- _Dataset entries_

==============================

//! Configuration file loading and parsing.
//!
//! This module handles loading the configuration file from disk and parsing
//! it into validated, type-safe structures.
//!
//! # Configuration File Locations
//!
//! The configuration file is searched in the following order:
//!
//! 1. Path given as the `CONFIG_FILE` CLI argument (must exist)
//! 2. Default location (defaults are used if it does not exist):
//!    - **Linux/macOS:** `~/.jsonrpc-router/config.json`
//!    - **Windows:** `%USERPROFILE%\.jsonrpc-router\config.json`

mod settings;

pub use settings::{Config, LoggingConfig, RouterConfig, LOG_LEVELS};

use std::path::{Path, PathBuf};

use crate::error::ConfigError;

/// Returns the default configuration directory.
///
/// - **Linux/macOS:** `~/.jsonrpc-router/`
/// - **Windows:** `%USERPROFILE%\.jsonrpc-router\`
#[must_use]
pub fn default_config_dir() -> Option<PathBuf> {
    dirs::home_dir().map(|p| p.join(".jsonrpc-router"))
}

/// Returns the platform-specific default configuration file path.
#[must_use]
pub fn default_config_path() -> Option<PathBuf> {
    default_config_dir().map(|p| p.join("config.json"))
}

/// Loads and parses the configuration file.
///
/// If `path` is `None`, the platform-specific default location is tried and
/// built-in defaults are returned when no file exists there.
///
/// # Errors
///
/// Returns an error if:
/// - An explicitly given configuration file cannot be found
/// - The file cannot be read
/// - The JSON is malformed
/// - Required fields are missing or invalid
pub fn load_config(path: Option<&Path>) -> Result<Config, ConfigError> {
    let config_path = match path {
        Some(p) => {
            if !p.exists() {
                return Err(ConfigError::NotFound {
                    path: p.to_path_buf(),
                });
            }
            p.to_path_buf()
        }
        None => match default_config_path() {
            Some(p) if p.exists() => p,
            _ => {
                tracing::debug!("No configuration file found, using defaults");
                return Ok(Config::default());
            }
        },
    };

    let contents = std::fs::read_to_string(&config_path).map_err(|e| ConfigError::ReadError {
        path: config_path.clone(),
        source: e,
    })?;

    let config: Config = serde_json::from_str(&contents).map_err(|e| ConfigError::ParseError {
        path: config_path.clone(),
        source: e,
    })?;

    // Validate the configuration
    config.validate()?;

    Ok(config)
}
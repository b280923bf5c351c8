//! JSON-RPC request identifiers.
//!
//! An [`Id`] keeps the exact JSON text the client sent so it can be echoed
//! back byte-for-byte. Numbers are never converted to an integer or a float
//! internally: `1.0`, `1e3` and `18446744073709551616` all survive a round
//! trip unchanged.
//!
//! # States
//!
//! - [`Id::Unset`]: the `id` member was absent (a notification)
//! - [`Id::Null`]: the `id` member was present and `null`
//! - [`Id::Number`] / [`Id::String`]: the raw JSON text of the value

use std::fmt;
use std::hash::{Hash, Hasher};

use serde::{Serialize, Serializer};
use serde_json::value::RawValue;
use thiserror::Error;

/// Errors raised while decoding an identifier.
#[derive(Error, Debug)]
pub enum IdError {
    /// The value is valid JSON but not a string, number, or null.
    #[error("'id' must be a string, number, or null, found {found}")]
    InvalidIdentifier {
        /// The JSON type that was found instead.
        found: &'static str,
    },

    /// The text is not a JSON value at all.
    #[error("'id' is not valid JSON")]
    Malformed(#[source] serde_json::Error),
}

/// A request identifier, preserved in its original textual form.
#[derive(Debug, Clone, Default)]
pub enum Id {
    /// No `id` member was present.
    #[default]
    Unset,
    /// The `id` member was explicitly `null`.
    Null,
    /// A JSON number, kept as written by the client.
    Number(Box<RawValue>),
    /// A JSON string, kept as written by the client (quotes and escapes included).
    String(Box<RawValue>),
}

impl Id {
    /// Classifies a raw JSON value as an identifier.
    ///
    /// # Errors
    ///
    /// Returns [`IdError::InvalidIdentifier`] for objects, arrays and booleans.
    pub fn from_raw(raw: Box<RawValue>) -> Result<Self, IdError> {
        let first = raw.get().trim_start().as_bytes().first().copied();

        match first {
            Some(b'"') => Ok(Self::String(raw)),
            Some(b'-' | b'0'..=b'9') => Ok(Self::Number(raw)),
            Some(b'n') => Ok(Self::Null),
            Some(b'{') => Err(IdError::InvalidIdentifier { found: "object" }),
            Some(b'[') => Err(IdError::InvalidIdentifier { found: "array" }),
            Some(b't' | b'f') => Err(IdError::InvalidIdentifier { found: "boolean" }),
            _ => Err(IdError::InvalidIdentifier { found: "unknown" }),
        }
    }

    /// Parses an identifier from JSON text such as `42`, `"abc"` or `null`.
    ///
    /// # Errors
    ///
    /// Returns [`IdError::Malformed`] if `json` is not valid JSON, or
    /// [`IdError::InvalidIdentifier`] if it has the wrong shape.
    pub fn from_json(json: &str) -> Result<Self, IdError> {
        let raw = RawValue::from_string(json.to_owned()).map_err(IdError::Malformed)?;
        Self::from_raw(raw)
    }

    /// Returns `true` unless the `id` member was absent.
    ///
    /// A request whose identifier is not set is a notification.
    #[must_use]
    pub const fn is_set(&self) -> bool {
        !matches!(self, Self::Unset)
    }

    /// Returns `true` if the `id` member was explicitly `null`.
    #[must_use]
    pub const fn is_null(&self) -> bool {
        matches!(self, Self::Null)
    }

    /// Returns the identifier as an integer, if it is a number with an
    /// integral textual form that fits in an `i64`.
    #[must_use]
    pub fn as_i64(&self) -> Option<i64> {
        match self {
            Self::Number(raw) => raw.get().parse().ok(),
            _ => None,
        }
    }

    /// Returns the identifier as a float, if it is a number.
    #[must_use]
    pub fn as_f64(&self) -> Option<f64> {
        match self {
            Self::Number(raw) => raw.get().parse().ok(),
            _ => None,
        }
    }

    /// Returns the identifier as a string.
    ///
    /// String identifiers are unescaped. Numeric identifiers fall back to
    /// their textual form, so `7` yields `"7"`.
    #[must_use]
    pub fn as_string(&self) -> Option<String> {
        match self {
            Self::String(raw) => serde_json::from_str(raw.get()).ok(),
            Self::Number(raw) => Some(raw.get().to_owned()),
            Self::Unset | Self::Null => None,
        }
    }

    /// Returns the JSON text this identifier encodes to.
    ///
    /// Both [`Id::Unset`] and [`Id::Null`] encode as `null`, which is what a
    /// response must carry when the request identifier is unknown.
    #[must_use]
    pub fn as_json(&self) -> &str {
        match self {
            Self::Unset | Self::Null => "null",
            Self::Number(raw) | Self::String(raw) => raw.get(),
        }
    }
}

impl fmt::Display for Id {
    fn fmt(&self, f: &mut fmt::Formatter<'_>) -> fmt::Result {
        match self {
            Self::Unset => f.write_str("<unset>"),
            _ => f.write_str(self.as_json()),
        }
    }
}

impl PartialEq for Id {
    fn eq(&self, other: &Self) -> bool {
        match (self, other) {
            (Self::Unset, Self::Unset) | (Self::Null, Self::Null) => true,
            (Self::Number(a), Self::Number(b)) | (Self::String(a), Self::String(b)) => {
                a.get() == b.get()
            }
            _ => false,
        }
    }
}

impl Eq for Id {}

impl Hash for Id {
    fn hash<H: Hasher>(&self, state: &mut H) {
        std::mem::discriminant(self).hash(state);
        if let Self::Number(raw) | Self::String(raw) = self {
            raw.get().hash(state);
        }
    }
}

impl TryFrom<Box<RawValue>> for Id {
    type Error = IdError;

    fn try_from(raw: Box<RawValue>) -> Result<Self, Self::Error> {
        Self::from_raw(raw)
    }
}

impl Serialize for Id {
    fn serialize<S: Serializer>(&self, serializer: S) -> Result<S::Ok, S::Error> {
        match self {
            Self::Unset | Self::Null => serializer.serialize_unit(),
            Self::Number(raw) | Self::String(raw) => raw.serialize(serializer),
        }
    }
}

#[cfg(test)]
mod tests {
    use super::*;

    fn encode(id: &Id) -> String {
        serde_json::to_string(id).unwrap()
    }

    #[test]
    fn round_trip_preserves_text() {
        for text in [
            "1",
            "-7",
            "1.0",
            "1e3",
            "2.50E-3",
            "18446744073709551616",
            "0.1000000000000000055511151231257827",
            r#""abc""#,
            r#""A\n""#,
            r#""""#,
            "null",
        ] {
            let id = Id::from_json(text).unwrap();
            assert_eq!(encode(&id), text, "round trip of {text}");
        }
    }

    #[test]
    fn rejects_structured_values() {
        for (text, found) in [
            ("{}", "object"),
            (r#"{"a":1}"#, "object"),
            ("[1]", "array"),
            ("true", "boolean"),
            ("false", "boolean"),
        ] {
            let err = Id::from_json(text).unwrap_err();
            assert!(
                matches!(err, IdError::InvalidIdentifier { found: f } if f == found),
                "{text} gave {err:?}"
            );
        }
    }

    #[test]
    fn rejects_malformed_text() {
        assert!(matches!(Id::from_json("nope"), Err(IdError::Malformed(_))));
    }

    #[test]
    fn unset_and_null_are_distinct() {
        let unset = Id::Unset;
        let null = Id::from_json("null").unwrap();

        assert!(!unset.is_set());
        assert!(!unset.is_null());
        assert!(null.is_set());
        assert!(null.is_null());
        assert_ne!(unset, null);
        assert_eq!(encode(&unset), "null");
        assert_eq!(encode(&null), "null");
    }

    #[test]
    fn typed_extraction() {
        let int = Id::from_json("42").unwrap();
        assert_eq!(int.as_i64(), Some(42));
        assert_eq!(int.as_f64(), Some(42.0));
        assert_eq!(int.as_string().as_deref(), Some("42"));

        let float = Id::from_json("1.5").unwrap();
        assert_eq!(float.as_i64(), None);
        assert_eq!(float.as_f64(), Some(1.5));
        assert_eq!(float.as_string().as_deref(), Some("1.5"));

        let string = Id::from_json(r#""a\"b""#).unwrap();
        assert_eq!(string.as_i64(), None);
        assert_eq!(string.as_string().as_deref(), Some("a\"b"));

        assert_eq!(Id::Null.as_string(), None);
        assert_eq!(Id::Unset.as_i64(), None);
    }

    #[test]
    fn numbers_compare_by_text() {
        let one = Id::from_json("1").unwrap();
        let one_point_zero = Id::from_json("1.0").unwrap();
        let string_one = Id::from_json(r#""1""#).unwrap();

        assert_ne!(one, one_point_zero);
        assert_ne!(one, string_one);
        assert_eq!(one, Id::from_json("1").unwrap());
    }

    #[test]
    fn display_uses_json_text() {
        assert_eq!(Id::from_json(r#""x""#).unwrap().to_string(), r#""x""#);
        assert_eq!(Id::Null.to_string(), "null");
        assert_eq!(Id::Unset.to_string(), "<unset>");
    }
}
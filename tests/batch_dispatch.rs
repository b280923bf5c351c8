//! Integration tests for batch dispatch.
//!
//! These tests verify batch fan-out: concurrency, response ordering,
//! failure containment between members, context propagation, and
//! notification handling.

use std::collections::HashSet;
use std::sync::atomic::{AtomicUsize, Ordering};
use std::sync::Arc;
use std::thread;
use std::time::{Duration, Instant};

use jsonrpc_router::rpc::{to_result, Context, Router};
use serde_json::Value;

fn request(method: &str, id: usize) -> String {
    format!(r#"{{"jsonrpc":"2.0","method":"{method}","params":[{id}],"id":{id}}}"#)
}

fn batch_of(requests: &[String]) -> String {
    format!("[{}]", requests.join(","))
}

async fn serve(router: &Router, payload: &str) -> Value {
    let out = router
        .serve(&Context::new(), payload.as_bytes())
        .await
        .expect("batch produced a response");
    serde_json::from_slice(&out).expect("response is JSON")
}

fn echo_router() -> Router {
    Router::builder()
        .register("echo", |_, _, _, params| match params {
            Some(raw) => Ok(raw.to_owned()),
            None => to_result(&()),
        })
        .register("slow_echo", |_, id, _, params| {
            // Early members sleep longest so they finish last.
            let n = id.as_i64().unwrap_or(0);
            thread::sleep(Duration::from_millis(5 * (10 - n.clamp(0, 10)).unsigned_abs()));
            params.map_or_else(|| to_result(&()), |raw| Ok(raw.to_owned()))
        })
        .register("panic", |_, _, _, _| panic!("member exploded"))
        .build()
}

// =============================================================================
// Shape
// =============================================================================

#[tokio::test]
async fn test_batch_yields_one_response_per_member() {
    let requests: Vec<String> = (0..25).map(|i| request("echo", i)).collect();
    let value = serve(&echo_router(), &batch_of(&requests)).await;

    let responses = value.as_array().expect("batch response is an array");
    assert_eq!(responses.len(), 25);

    let ids: HashSet<i64> = responses.iter().map(|r| r["id"].as_i64().unwrap()).collect();
    let expected: HashSet<i64> = (0..25).collect();
    assert_eq!(ids, expected);
}

#[tokio::test]
async fn test_batch_output_follows_input_order() {
    let requests: Vec<String> = (0..10).map(|i| request("slow_echo", i)).collect();
    let value = serve(&echo_router(), &batch_of(&requests)).await;

    let ids: Vec<i64> = value
        .as_array()
        .unwrap()
        .iter()
        .map(|r| r["id"].as_i64().unwrap())
        .collect();
    assert_eq!(ids, (0..10).collect::<Vec<_>>());
}

#[tokio::test]
async fn test_single_member_batch_is_still_an_array() {
    let out = echo_router()
        .serve(&Context::new(), request("echo", 1).as_bytes())
        .await
        .unwrap();
    assert!(out.starts_with(b"{"));

    let value = serve(&echo_router(), &batch_of(&[request("echo", 1)])).await;
    assert_eq!(value.as_array().map(Vec::len), Some(1));
}

// =============================================================================
// Concurrency
// =============================================================================

#[tokio::test]
async fn test_members_run_concurrently() {
    const MEMBERS: usize = 4;

    let arrived = Arc::new(AtomicUsize::new(0));
    let counter = Arc::clone(&arrived);
    let router = Router::builder()
        .register("rendezvous", move |_, _, _, _| {
            counter.fetch_add(1, Ordering::SeqCst);
            // Succeeds only if every member is in flight at the same time.
            let give_up = Instant::now() + Duration::from_secs(5);
            while counter.load(Ordering::SeqCst) < MEMBERS {
                if Instant::now() > give_up {
                    return to_result(&false);
                }
                thread::sleep(Duration::from_millis(1));
            }
            to_result(&true)
        })
        .build();

    let requests: Vec<String> = (0..MEMBERS).map(|i| request("rendezvous", i)).collect();
    let value = serve(&router, &batch_of(&requests)).await;

    for response in value.as_array().unwrap() {
        assert_eq!(response["result"], true, "member ran in isolation: {response}");
    }
    assert_eq!(arrived.load(Ordering::SeqCst), MEMBERS);
}

#[tokio::test]
async fn test_context_reaches_every_member() {
    let router = Router::builder()
        .register("cancelled", |ctx, _, _, _| to_result(&ctx.is_cancelled()))
        .build();
    let payload = batch_of(&[request("cancelled", 1), request("cancelled", 2)]);

    let ctx = Context::new();
    ctx.cancel();
    let out = router.serve(&ctx, payload.as_bytes()).await.unwrap();
    let value: Value = serde_json::from_slice(&out).unwrap();

    for response in value.as_array().unwrap() {
        assert_eq!(response["result"], true);
    }
}

// =============================================================================
// Failure Containment
// =============================================================================

#[tokio::test]
async fn test_panicking_member_does_not_affect_siblings() {
    let payload = batch_of(&[
        request("echo", 1),
        request("panic", 2),
        request("echo", 3),
    ]);
    let value = serve(&echo_router(), &payload).await;
    let responses = value.as_array().unwrap();

    assert_eq!(responses[0]["result"], serde_json::json!([1]));
    assert_eq!(responses[1]["error"]["code"], 1000);
    assert_eq!(responses[1]["error"]["message"], "Internal error");
    assert_eq!(responses[1]["id"], 2);
    assert_eq!(responses[2]["result"], serde_json::json!([3]));
}

#[tokio::test]
async fn test_router_survives_a_panic() {
    let router = echo_router();
    serve(&router, &batch_of(&[request("panic", 1)])).await;

    let value = serve(&router, &batch_of(&[request("echo", 2)])).await;
    assert_eq!(value[0]["result"], serde_json::json!([2]));
}

#[tokio::test]
async fn test_members_fail_independently() {
    let payload = r#"[
        {"jsonrpc":"2.0","method":"echo","params":[1],"id":1},
        {"jsonrpc":"1.0","method":"echo","id":2},
        {"jsonrpc":"2.0","method":"missing","id":3},
        {"jsonrpc":"2.0","method":"rpc.echo","id":4},
        42,
        {"jsonrpc":"2.0","method":"echo","id":{"bad":true}}
    ]"#;
    let value = serve(&echo_router(), payload).await;
    let responses = value.as_array().unwrap();

    assert_eq!(responses.len(), 6);
    assert_eq!(responses[0]["result"], serde_json::json!([1]));
    assert_eq!(responses[1]["error"]["code"], -32600);
    assert_eq!(responses[1]["id"], 2);
    assert_eq!(responses[2]["error"]["code"], -32601);
    assert_eq!(responses[3]["error"]["code"], -32600);
    assert_eq!(responses[3]["id"], 4);
    assert_eq!(responses[4]["error"]["code"], -32600);
    assert!(responses[4]["id"].is_null());
    assert_eq!(responses[5]["error"]["code"], -32600);
    assert!(responses[5]["id"].is_null());
}

// =============================================================================
// Batch-Level Errors
// =============================================================================

#[tokio::test]
async fn test_malformed_batch_is_one_parse_error() {
    let value = serve(&echo_router(), r#"[{"jsonrpc":"2.0","method":"echo","id":1},"#).await;
    assert!(value.is_object());
    assert_eq!(value["error"]["code"], -32700);
    assert!(value["id"].is_null());
}

#[tokio::test]
async fn test_empty_batch_is_one_invalid_request() {
    let value = serve(&echo_router(), "[ ]").await;
    assert!(value.is_object());
    assert_eq!(value["error"]["code"], -32600);
    assert!(value["id"].is_null());
}

#[tokio::test]
async fn test_oversized_batch_is_rejected_whole() {
    let calls = Arc::new(AtomicUsize::new(0));
    let counter = Arc::clone(&calls);
    let router = Router::builder()
        .register("count", move |_, _, _, _| {
            counter.fetch_add(1, Ordering::SeqCst);
            to_result(&())
        })
        .max_batch_size(Some(2))
        .build();

    let requests: Vec<String> = (0..3).map(|i| request("count", i)).collect();
    let value = serve(&router, &batch_of(&requests)).await;
    assert_eq!(value["error"]["code"], -32600);
    assert_eq!(calls.load(Ordering::SeqCst), 0);

    let value = serve(&router, &batch_of(&requests[..2])).await;
    assert_eq!(value.as_array().map(Vec::len), Some(2));
    assert_eq!(calls.load(Ordering::SeqCst), 2);
}

// =============================================================================
// Notifications
// =============================================================================

#[tokio::test]
async fn test_notifications_are_answered_by_default() {
    let payload = r#"[{"jsonrpc":"2.0","method":"echo","params":[1]}]"#;
    let value = serve(&echo_router(), payload).await;

    assert_eq!(value[0]["result"], serde_json::json!([1]));
    assert!(value[0]["id"].is_null());
}

#[tokio::test]
async fn test_suppressed_notifications_run_but_are_not_answered() {
    let calls = Arc::new(AtomicUsize::new(0));
    let counter = Arc::clone(&calls);
    let router = Router::builder()
        .register("notify", move |_, _, _, _| {
            counter.fetch_add(1, Ordering::SeqCst);
            to_result(&())
        })
        .suppress_notifications(true)
        .build();
    let ctx = Context::new();

    let mixed = r#"[
        {"jsonrpc":"2.0","method":"notify"},
        {"jsonrpc":"2.0","method":"notify","id":1},
        {"jsonrpc":"2.0","method":"missing"},
        {"jsonrpc":"1.0","method":"notify"}
    ]"#;
    let out = router.serve(&ctx, mixed.as_bytes()).await.unwrap();
    let value: Value = serde_json::from_slice(&out).unwrap();
    let responses = value.as_array().unwrap();

    // The call and the invalid envelope are answered; both notifications are not.
    assert_eq!(responses.len(), 2);
    assert_eq!(responses[0]["id"], 1);
    assert_eq!(responses[1]["error"]["code"], -32600);
    assert_eq!(calls.load(Ordering::SeqCst), 2);

    let only_notifications =
        r#"[{"jsonrpc":"2.0","method":"notify"},{"jsonrpc":"2.0","method":"notify"}]"#;
    assert!(router.serve(&ctx, only_notifications.as_bytes()).await.is_none());
    assert_eq!(calls.load(Ordering::SeqCst), 4);

    let single = br#"{"jsonrpc":"2.0","method":"notify"}"#;
    assert!(router.serve(&ctx, single).await.is_none());
}
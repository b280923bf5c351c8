//! Request routing: single requests, batches, and failure containment.
//!
//! [`Router::serve`] peeks at the first significant byte of the payload:
//! `{` takes the single-request path, `[` takes the batch path, and anything
//! else is answered with a parse error.
//!
//! # Batches
//!
//! Each batch member runs on its own blocking task. Join handles are kept in
//! input order and awaited in that order, so response `i` always answers
//! request `i`. Members share nothing but the frozen dispatch table and the
//! caller's [`Context`].
//!
//! # Failure Containment
//!
//! Handler panics are caught at the dispatch boundary and turned into an
//! internal error response for that request only. Sibling batch members and
//! the serving process are unaffected.
//!
//! Batch dispatch uses [`tokio::task::spawn_blocking`], so [`Router::serve`]
//! must be polled from within a Tokio runtime.

use std::any::Any;
use std::panic::{self, AssertUnwindSafe};
use std::sync::Arc;

use serde_json::value::RawValue;
use tracing::{debug, error, warn};

use crate::rpc::context::Context;
use crate::rpc::dispatch::{DispatchTable, HandlerError, HandlerResult};
use crate::rpc::id::Id;
use crate::rpc::protocol::{
    decode_request, encode_batch, encode_error, encode_result, first_token, DecodeError,
    ErrorCode, ErrorObject, Request, PARSE_ERROR_RESPONSE,
};

/// Behaviour switches fixed at build time.
#[derive(Debug, Clone, Copy, Default)]
struct RouterOptions {
    suppress_notifications: bool,
    max_batch_size: Option<usize>,
}

/// Collects handler registrations and options, then freezes them into a
/// [`Router`].
#[derive(Debug, Default)]
pub struct RouterBuilder {
    table: DispatchTable,
    options: RouterOptions,
}

impl RouterBuilder {
    /// Creates a builder with no handlers and default options.
    #[must_use]
    pub fn new() -> Self {
        Self::default()
    }

    /// Registers `handler` for `method`. The last registration for a name wins.
    #[must_use]
    pub fn register<F>(mut self, method: impl Into<String>, handler: F) -> Self
    where
        F: Fn(&Context, &Id, &str, Option<&RawValue>) -> HandlerResult + Send + Sync + 'static,
    {
        self.table.register(method, handler);
        self
    }

    /// When enabled, well-formed requests without an `id` are still
    /// dispatched but produce no response.
    ///
    /// Disabled by default: every request gets a response.
    #[must_use]
    pub fn suppress_notifications(mut self, suppress: bool) -> Self {
        self.options.suppress_notifications = suppress;
        self
    }

    /// Rejects batches with more than `limit` members as a whole.
    #[must_use]
    pub fn max_batch_size(mut self, limit: Option<usize>) -> Self {
        self.options.max_batch_size = limit;
        self
    }

    /// Freezes the dispatch table and returns a router ready to serve.
    #[must_use]
    pub fn build(self) -> Router {
        debug!(methods = ?self.table.methods(), "Router built");
        Router {
            table: Arc::new(self.table),
            options: self.options,
        }
    }
}

/// A JSON-RPC 2.0 router over a frozen dispatch table.
///
/// Cloning is cheap; clones share the same table.
#[derive(Debug, Clone)]
pub struct Router {
    table: Arc<DispatchTable>,
    options: RouterOptions,
}

impl Router {
    /// Starts building a router.
    #[must_use]
    pub fn builder() -> RouterBuilder {
        RouterBuilder::new()
    }

    /// Returns the frozen dispatch table.
    #[must_use]
    pub fn table(&self) -> &DispatchTable {
        &self.table
    }

    /// Handles a raw payload holding one request or a batch.
    ///
    /// Returns `None` only when notification suppression is enabled and
    /// nothing needs to be sent back.
    ///
    /// # Panics
    ///
    /// Panics if a batch is served outside a Tokio runtime, since batch
    /// members run on the blocking pool. Single requests never touch the
    /// runtime; use [`serve_single`](Self::serve_single) where none exists.
    pub async fn serve(&self, ctx: &Context, payload: &[u8]) -> Option<Vec<u8>> {
        match first_token(payload) {
            Some(b'{') => self.serve_single(ctx, payload),
            Some(b'[') => self.serve_batch(ctx, payload).await,
            _ => {
                debug!("Payload is neither an object nor an array");
                Some(PARSE_ERROR_RESPONSE.to_vec())
            }
        }
    }

    /// Handles a single request object synchronously.
    #[must_use]
    pub fn serve_single(&self, ctx: &Context, payload: &[u8]) -> Option<Vec<u8>> {
        dispatch(&self.table, self.options, ctx, payload)
    }

    async fn serve_batch(&self, ctx: &Context, payload: &[u8]) -> Option<Vec<u8>> {
        let members: Vec<Box<RawValue>> = match serde_json::from_slice(payload) {
            Ok(members) => members,
            Err(err) => {
                debug!(error = %err, "Rejecting malformed batch");
                return Some(PARSE_ERROR_RESPONSE.to_vec());
            }
        };

        if members.is_empty() {
            warn!("Rejecting empty batch");
            return Some(invalid_request());
        }

        if let Some(limit) = self.options.max_batch_size {
            if members.len() > limit {
                warn!(size = members.len(), limit, "Rejecting oversized batch");
                return Some(invalid_request());
            }
        }

        debug!(size = members.len(), "Dispatching batch");

        let tasks: Vec<_> = members
            .into_iter()
            .map(|member| {
                let table = Arc::clone(&self.table);
                let ctx = ctx.clone();
                let options = self.options;
                tokio::task::spawn_blocking(move || {
                    dispatch(&table, options, &ctx, member.get().as_bytes())
                })
            })
            .collect();

        let mut responses = Vec::with_capacity(tasks.len());
        for task in tasks {
            match task.await {
                Ok(Some(response)) => responses.push(response),
                Ok(None) => {}
                Err(err) => {
                    error!(error = %err, "Batch member task failed");
                    responses.push(encode_error(
                        &Id::Null,
                        &ErrorObject::from_code(ErrorCode::InternalError),
                    ));
                }
            }
        }

        if responses.is_empty() {
            return None;
        }

        Some(encode_batch(&responses))
    }
}

fn invalid_request() -> Vec<u8> {
    encode_error(&Id::Null, &ErrorObject::from_code(ErrorCode::InvalidRequest))
}

/// Decodes one request object, runs it, and encodes the outcome.
fn dispatch(
    table: &DispatchTable,
    options: RouterOptions,
    ctx: &Context,
    payload: &[u8],
) -> Option<Vec<u8>> {
    let request = match decode_request(payload) {
        Ok(request) => request,
        Err(err) => {
            match &err {
                DecodeError::Parse(source) => {
                    debug!(error = %source, "Rejecting unparseable request");
                }
                DecodeError::Invalid { id, reason } => {
                    warn!(id = %id, reason, "Rejecting invalid request");
                }
            }
            return Some(err.to_response());
        }
    };

    let response = invoke(table, ctx, &request);

    if options.suppress_notifications && request.is_notification() {
        debug!(method = %request.method, "Suppressing response to notification");
        return None;
    }

    Some(response)
}

/// Runs the handler for `request` with panics contained.
fn invoke(table: &DispatchTable, ctx: &Context, request: &Request) -> Vec<u8> {
    let Request { id, method, params } = request;

    let Some(handler) = table.lookup(method) else {
        debug!(method = %method, id = %id, "Method not found");
        return encode_error(id, &ErrorObject::from_code(ErrorCode::MethodNotFound));
    };

    debug!(method = %method, id = %id, "Dispatching request");

    let outcome = panic::catch_unwind(AssertUnwindSafe(|| {
        handler(ctx, id, method.as_str(), params.as_deref())
    }));

    match outcome {
        Ok(Ok(result)) => encode_result(id, &result),
        Ok(Err(HandlerError::Rpc(err))) => encode_error(id, &err),
        Ok(Err(HandlerError::Other(err))) => {
            error!(method = %method, id = %id, error = %err, "Handler failed");
            encode_error(id, &ErrorObject::from_code(ErrorCode::InternalError))
        }
        Err(payload) => {
            error!(
                method = %method,
                id = %id,
                panic = panic_message(payload.as_ref()),
                "Handler panicked"
            );
            encode_error(id, &ErrorObject::from_code(ErrorCode::InternalError))
        }
    }
}

fn panic_message(payload: &(dyn Any + Send)) -> &str {
    if let Some(message) = payload.downcast_ref::<&str>() {
        message
    } else if let Some(message) = payload.downcast_ref::<String>() {
        message
    } else {
        "<non-string panic payload>"
    }
}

==============================

- _Your instructions_
Starting at the first line of the listing, retype every line up to and including the one with "argument (must exist)".

- _Result_
//! Configuration file loading and parsing.
//!
//! This module handles loading the configuration file from disk and parsing
//! it into validated, type-safe structures.
//!
//! # Configuration File Locations
//!
//! The configuration file is searched in the following order:
//!
//! 1. Path given as the `CONFIG_FILE` CLI argument (must exist)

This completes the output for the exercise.